[PROVIDED RECORDS]

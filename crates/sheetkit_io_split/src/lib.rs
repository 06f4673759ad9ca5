//! `sheetkit_io_split` v1:
//! Chunked XLSX split engine.
//!
//! Rows stream forward through
//! `reader -> allocator -> buffer -> writer`; nothing reads back from a
//! later stage.
//! - `conf`      : Excel limits and default presets
//! - `spec`      : configs/plans/models and errors
//! - `util`      : pure helper functions
//! - `reader`    : sheet discovery and chunked row streams
//! - `allocator` : row -> (part file, sheet) mapping
//! - `plan`      : up-front worker partition and part file layout
//! - `buffer`    : sheet buffers and per-file staging
//! - `writer`    : workbook writers
//! - `observer`  : progress events and sinks
//! - `report`    : run-time report model
//! - `split`     : sequential/parallel orchestration
pub mod allocator;
pub mod buffer;
pub mod conf;
pub mod observer;
pub mod plan;
pub mod reader;
pub mod report;
pub mod spec;
pub mod split;
pub mod util;
pub mod writer;

pub use allocator::SlotAllocator;
pub use buffer::{OutputFileManager, SheetBuffer};
pub use conf::{
    N_LEN_EXCEL_SHEET_NAME_MAX, N_NCOLS_EXCEL_MAX, N_NROWS_EXCEL_MAX, N_ROWS_CHUNK_DEFAULT,
    N_ROWS_PER_SHEET_DEFAULT, N_SHEETS_PER_FILE_DEFAULT,
};
pub use observer::{CaptureObserver, EnumSplitEvent, LogObserver, NullObserver, SplitObserver};
pub use plan::{plan_split, plan_worker_shards};
pub use reader::{
    MemorySheetReader, MemorySheetSource, RowCursor, RowStream, SheetReader, SheetSource,
    XlsxSheetReader, XlsxSheetSource,
};
pub use report::{ReportSplit, ReportSplitBuilder};
pub use spec::{
    EnumCellValue, EnumOutputConflictStrategy, SpecOutputFile, SpecOutputSheet,
    SpecSourceSheet, SpecSplitConfig, SpecSplitFailure, SpecSplitPlan, SpecSplitTarget,
    SplitError, TypeRow,
};
pub use split::{split_workbook, split_workbook_cancellable, split_xlsx_file};
pub use util::calculate_worker_limit;
pub use writer::{MemoryWorkbookWriter, WorkbookWriter, XlsxWorkbookWriter};
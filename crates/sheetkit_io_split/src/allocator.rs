//! Row -> (part file, sheet) slot allocation.
//!
//! Every source sheet restarts its own zero-based row counter and begins at a
//! fresh output sheet slot, so one output sheet only ever holds rows of one
//! source sheet. The mapping is pure arithmetic over the row index and the
//! per-sheet base slot fixed by the plan.

use crate::spec::{SpecSlotAddress, SpecSplitConfig, SpecSplitPlan};

/// Pure slot allocator for one split plan.
#[derive(Debug, Clone, PartialEq, Eq)]
pub struct SlotAllocator {
    rows_per_sheet: usize,
    sheets_per_file: usize,
    n_slot_base_by_sheet: Vec<usize>,
}

impl SlotAllocator {
    /// Create allocator from capacities and the first global slot of each source sheet.
    pub fn new(config: &SpecSplitConfig, n_slot_base_by_sheet: Vec<usize>) -> Self {
        Self {
            rows_per_sheet: config.rows_per_sheet,
            sheets_per_file: config.sheets_per_file,
            n_slot_base_by_sheet,
        }
    }

    /// Create allocator matching a precomputed plan.
    pub fn from_plan(plan: &SpecSplitPlan) -> Self {
        Self::new(&plan.config, plan.n_slot_base_by_sheet.clone())
    }

    /// Map row `n_row_idx` (zero-based, within its source sheet) of sheet `sheet_ordinal`.
    ///
    /// # Panics
    /// Panics when `sheet_ordinal` is not part of the plan.
    pub fn allocate(&self, sheet_ordinal: usize, n_row_idx: usize) -> SpecSlotAddress {
        let n_part_idx = n_row_idx / self.rows_per_sheet;
        let n_slot_global = self.n_slot_base_by_sheet[sheet_ordinal] + n_part_idx;

        SpecSlotAddress {
            n_file_idx: n_slot_global / self.sheets_per_file,
            n_sheet_idx: n_slot_global % self.sheets_per_file,
            n_row_offset: n_row_idx % self.rows_per_sheet,
            n_part_idx,
        }
    }
}

#[cfg(test)]
mod tests {
    use proptest::prelude::*;

    use super::*;

    fn make_config(sheets_per_file: usize, rows_per_sheet: usize) -> SpecSplitConfig {
        SpecSplitConfig {
            sheets_per_file,
            rows_per_sheet,
            ..SpecSplitConfig::default()
        }
    }

    #[test]
    fn allocate_single_sheet_hundred_rows() {
        let allocator = SlotAllocator::new(&make_config(2, 40), vec![0]);

        let addr = allocator.allocate(0, 0);
        assert_eq!((addr.n_file_idx, addr.n_sheet_idx, addr.n_row_offset), (0, 0, 0));
        let addr = allocator.allocate(0, 39);
        assert_eq!((addr.n_file_idx, addr.n_sheet_idx, addr.n_row_offset), (0, 0, 39));
        let addr = allocator.allocate(0, 40);
        assert_eq!((addr.n_file_idx, addr.n_sheet_idx, addr.n_row_offset), (0, 1, 0));
        let addr = allocator.allocate(0, 80);
        assert_eq!((addr.n_file_idx, addr.n_sheet_idx, addr.n_row_offset), (1, 0, 0));
        let addr = allocator.allocate(0, 99);
        assert_eq!((addr.n_file_idx, addr.n_sheet_idx, addr.n_row_offset), (1, 0, 19));
        assert_eq!(addr.n_part_idx, 2);
    }

    #[test]
    fn allocate_second_sheet_starts_on_fresh_slot() {
        // Sheet A (50 rows) takes slots 0..2; sheet B starts at slot 2.
        let allocator = SlotAllocator::new(&make_config(3, 40), vec![0, 2]);

        let addr_a_tail = allocator.allocate(0, 49);
        assert_eq!((addr_a_tail.n_sheet_idx, addr_a_tail.n_row_offset), (1, 9));

        let addr_b_head = allocator.allocate(1, 0);
        assert_eq!(addr_b_head.n_file_idx, 0);
        assert_eq!(addr_b_head.n_sheet_idx, 2);
        assert_eq!(addr_b_head.n_row_offset, 0);
        assert_eq!(addr_b_head.n_part_idx, 0);
    }

    proptest! {
        #[test]
        fn allocate_matches_closed_form(
            sheets_per_file in 1usize..6,
            rows_per_sheet in 1usize..50,
            n_slot_base in 0usize..20,
            n_row_idx in 0usize..5_000,
        ) {
            let allocator =
                SlotAllocator::new(&make_config(sheets_per_file, rows_per_sheet), vec![n_slot_base]);
            let addr = allocator.allocate(0, n_row_idx);

            let n_slot_global = n_slot_base + n_row_idx / rows_per_sheet;
            prop_assert_eq!(addr.n_row_offset, n_row_idx % rows_per_sheet);
            prop_assert_eq!(addr.n_file_idx, n_slot_global / sheets_per_file);
            prop_assert_eq!(addr.n_sheet_idx, n_slot_global % sheets_per_file);
            prop_assert!(addr.n_sheet_idx < sheets_per_file);
        }

        #[test]
        fn allocate_is_monotonic_within_sheet(
            sheets_per_file in 1usize..6,
            rows_per_sheet in 1usize..50,
            n_row_idx in 0usize..5_000,
        ) {
            let allocator =
                SlotAllocator::new(&make_config(sheets_per_file, rows_per_sheet), vec![0]);
            let addr_prev = allocator.allocate(0, n_row_idx);
            let addr_next = allocator.allocate(0, n_row_idx + 1);

            let key_prev = (addr_prev.n_file_idx, addr_prev.n_sheet_idx, addr_prev.n_row_offset);
            let key_next = (addr_next.n_file_idx, addr_next.n_sheet_idx, addr_next.n_row_offset);
            prop_assert!(key_prev < key_next);
        }
    }
}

[/PROVIDED RECORDS]

- [EXERCISE INSTRUCTIONS] Using the data above, repeat exactly the lines that begin at the line with "#[cfg(test)]" and end at the line with "addr.n_row_offset), (0, 0, 0));", both ends included.

- [YOUR RESPONSE]
#[cfg(test)]
mod tests {
    use proptest::prelude::*;

    use super::*;

    fn make_config(sheets_per_file: usize, rows_per_sheet: usize) -> SpecSplitConfig {
        SpecSplitConfig {
            sheets_per_file,
            rows_per_sheet,
            ..SpecSplitConfig::default()
        }
    }

    #[test]
    fn allocate_single_sheet_hundred_rows() {
        let allocator = SlotAllocator::new(&make_config(2, 40), vec![0]);

        let addr = allocator.allocate(0, 0);
        assert_eq!((addr.n_file_idx, addr.n_sheet_idx, addr.n_row_offset), (0, 0, 0));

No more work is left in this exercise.